The Shroud of I-90 Jane Doe Archival inkjet print of handwoven shroud near Sheridan, Wyoming, United States Handwoven cotton, handwoven blouse and jewelry 46cm X 61cm £500

The Great Basin Murders is a collaborative series commemorating victims of unsolved homicides with handwoven burial shrouds and photography. To honor unidentified victims, I develop original patterns with weaving software using data about each victim including height, weight and age estimates, the date when the victim was found, and the GPS coordinates of where they were found. I incorporate additional details through traditional textile processes rendering tattoos in embroidery, appliquéing clothing remnants, and embellishing with found jewelry. While this work is an attempt to broach the anonymity of unidentified human remains through devotional craft, the resulting woven panels remain visually austere illustrating the absence of information that characterizes many cold cases.
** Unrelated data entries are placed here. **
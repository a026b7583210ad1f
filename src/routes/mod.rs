use actix_web::web;

/// # Health Check Endpoint
///
/// `GET /health`: service status and reference list sizes.
pub mod health;

/// # Email Validation Endpoint
///
/// `POST /validate-email`: runs the validation pipeline on one address.
pub mod email;

/// # API Route Configuration
///
/// Mounts every endpoint under the `/api/v1` base path. Handlers expect a
/// `web::Data<EmailValidator>` in the application data.
///
/// ## Example Endpoints
///
/// ```text
/// GET /api/v1/health - Service health status
/// POST /api/v1/validate-email - Email validation endpoint
/// ```
pub fn configure(cfg: &mut web::ServiceConfig) {
    cfg.service(
        web::scope("/api/v1")
            .configure(health::configure_routes)
            .configure(email::configure_routes),
    );
}

#[cfg(test)]
mod tests {
    use super::*;
    use crate::handlers::validation::dnsmx::{MockMxResolver, MxOutcome};
    use crate::models::ReferenceData;
    use crate::validator::EmailValidator;
    use actix_web::{App, test};
    use serde_json::json;

    #[actix_web::test]
    async fn test_routes_are_versioned() {
        let mut resolver = MockMxResolver::new();
        resolver.expect_mx_exists().returning(|_| MxOutcome::Exists);
        let validator = EmailValidator::new(ReferenceData::default(), resolver);

        let app = test::init_service(
            App::new()
                .app_data(web::Data::new(validator))
                .configure(configure),
        )
        .await;

        let req = test::TestRequest::get().uri("/api/v1/health").to_request();
        assert!(test::call_service(&app, req).await.status().is_success());

        let req = test::TestRequest::post()
            .uri("/api/v1/validate-email")
            .set_json(json!({ "email": "user@example.com" }))
            .to_request();
        assert!(test::call_service(&app, req).await.status().is_success());

        let req = test::TestRequest::get().uri("/health").to_request();
        assert_eq!(test::call_service(&app, req).await.status(), 404);
    }
}
/// The independent checks the validation pipeline is composed of.
///
/// Every stage except [`validation::dnsmx`] is pure and local.
pub mod validation;
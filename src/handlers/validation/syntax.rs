use crate::models::email::EmailParts;

const MAX_EMAIL_LENGTH: usize = 254;
const MAX_LOCAL_PART_LENGTH: usize = 64;
const MAX_LABEL_LENGTH: usize = 63;

/// Characters allowed in an unquoted local part besides ASCII alphanumerics
/// (RFC 5322 `atext`).
const ATEXT_SPECIALS: &str = "!#$%&'*+-/=?^_`{|}~";

/// Checks that an email address has a plausible shape.
///
/// The address is split on its last `@`. The local part must be a dot-atom or
/// a quoted string of at most 64 octets; the domain must be an ASCII host name
/// with at least two labels, the last of which is two or more characters and
/// not purely numeric. Domain literals and internationalized domains are
/// rejected.
///
/// # Examples
/// ```
/// use email_validator::handlers::validation::syntax::is_valid_email;
///
/// assert!(is_valid_email("user.name+tag@example.com"));
/// assert!(is_valid_email("\"john@home\"@example.org"));
/// assert!(!is_valid_email("invalid-email"));
/// assert!(!is_valid_email("user@localhost"));
/// ```
pub fn is_valid_email(email: &str) -> bool {
    if email.is_empty() || email.len() > MAX_EMAIL_LENGTH {
        return false;
    }

    let Some(EmailParts {
        local_part,
        domain_part,
    }) = EmailParts::split(email)
    else {
        return false;
    };

    is_valid_local_part(local_part) && is_valid_domain(domain_part)
}

fn is_valid_local_part(local: &str) -> bool {
    if local.is_empty() || local.len() > MAX_LOCAL_PART_LENGTH {
        return false;
    }

    match local.strip_prefix('"').and_then(|s| s.strip_suffix('"')) {
        Some(content) => is_valid_quoted_content(content),
        None => is_valid_dot_atom(local),
    }
}

/// Dot-atom: non-empty runs of `atext` separated by single dots.
fn is_valid_dot_atom(local: &str) -> bool {
    local.split('.').all(|atom| {
        !atom.is_empty()
            && atom
                .chars()
                .all(|c| c.is_ascii_alphanumeric() || ATEXT_SPECIALS.contains(c))
    })
}

/// Content between the quotes of a quoted local part: printable ASCII, with
/// `"` and `\` only allowed when escaped.
fn is_valid_quoted_content(content: &str) -> bool {
    let mut escaped = false;

    for c in content.chars() {
        if !(c == ' ' || c.is_ascii_graphic()) {
            return false;
        }
        if escaped {
            escaped = false;
        } else if c == '\\' {
            escaped = true;
        } else if c == '"' {
            return false;
        }
    }

    !escaped
}

fn is_valid_domain(domain: &str) -> bool {
    let labels: Vec<&str> = domain.split('.').collect();
    if labels.len() < 2 || !labels.iter().all(|label| is_valid_label(label)) {
        return false;
    }

    labels
        .last()
        .is_some_and(|tld| tld.len() >= 2 && !tld.chars().all(|c| c.is_ascii_digit()))
}

/// Host name label: 1-63 letters, digits and hyphens, not starting or
/// ending with a hyphen.
fn is_valid_label(label: &str) -> bool {
    !label.is_empty()
        && label.len() <= MAX_LABEL_LENGTH
        && !label.starts_with('-')
        && !label.ends_with('-')
        && label.chars().all(|c| c.is_ascii_alphanumeric() || c == '-')
}

#[cfg(test)]
#[path = "syntax_test.rs"]
mod tests;
use crate::models::HealthResponse;
use crate::validator::EmailValidator;
use actix_web::{HttpResponse, Responder, get, web};

/// # Health Check Endpoint
///
/// Returns the service status, a timestamp and the sizes of the reference
/// lists the validator was built with.
///
/// ## Response
///
/// - **200 OK**: Service is healthy
///
/// ## Example Response
///
/// ```json
/// {
///   "status": "UP",
///   "timestamp": "2023-10-05T12:34:56.789Z",
///   "reference_data": { "popular_domains": 42, "popular_tlds": 60, "disposable_domains": 120 }
/// }
/// ```
#[utoipa::path(
    get,
    path = "/api/v1/health",
    responses(
        (status = 200, description = "Service is healthy", body = HealthResponse)
    ),
    tag = "Health Check"
)]
#[get("/health")]
pub async fn health(validator: web::Data<EmailValidator>) -> impl Responder {
    HttpResponse::Ok().json(HealthResponse::up(validator.reference_data()))
}

pub fn configure_routes(cfg: &mut web::ServiceConfig) {
    cfg.service(health);
}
By weaving these shrouds, I seek to give each victim a gesture of respect not previously afforded to them. I collaborate with photographer Carrie Quinney who documents the handwoven shrouds at the site where each victim was found, stylistically bridging crime scene documentation and landscape photography. These images position the shrouds as bodies, contextualizing the series in art historical movements considering violence against women from Baroque paintings to contemporary site-specific works such as Suzanne Lacey’s Three Weeks in May, all against the backdrop of the foreboding, mysterious and desolate Western American landscape.


Artist Bio

Lily Martina Lee was born in Pullman, Washington, United States. She earned a BFA in Fibers and a BA in American Indian Studies from the University of Washington in 2009, and a MFA in Sculpture from the University of Oregon in 2012. Lee has exhibited her work in the Ukraine, Portugal, Hungary and Greece and in numerous exhibitions throughout the United States including Northwest Art Now at the Tacoma Art Museum and the Commuter Biennial in Miami, Florida. She lives and works in Boise, Idaho where she is an associate professor at Boise State University. She is a member of the Handweavers Guild of Boise Valley.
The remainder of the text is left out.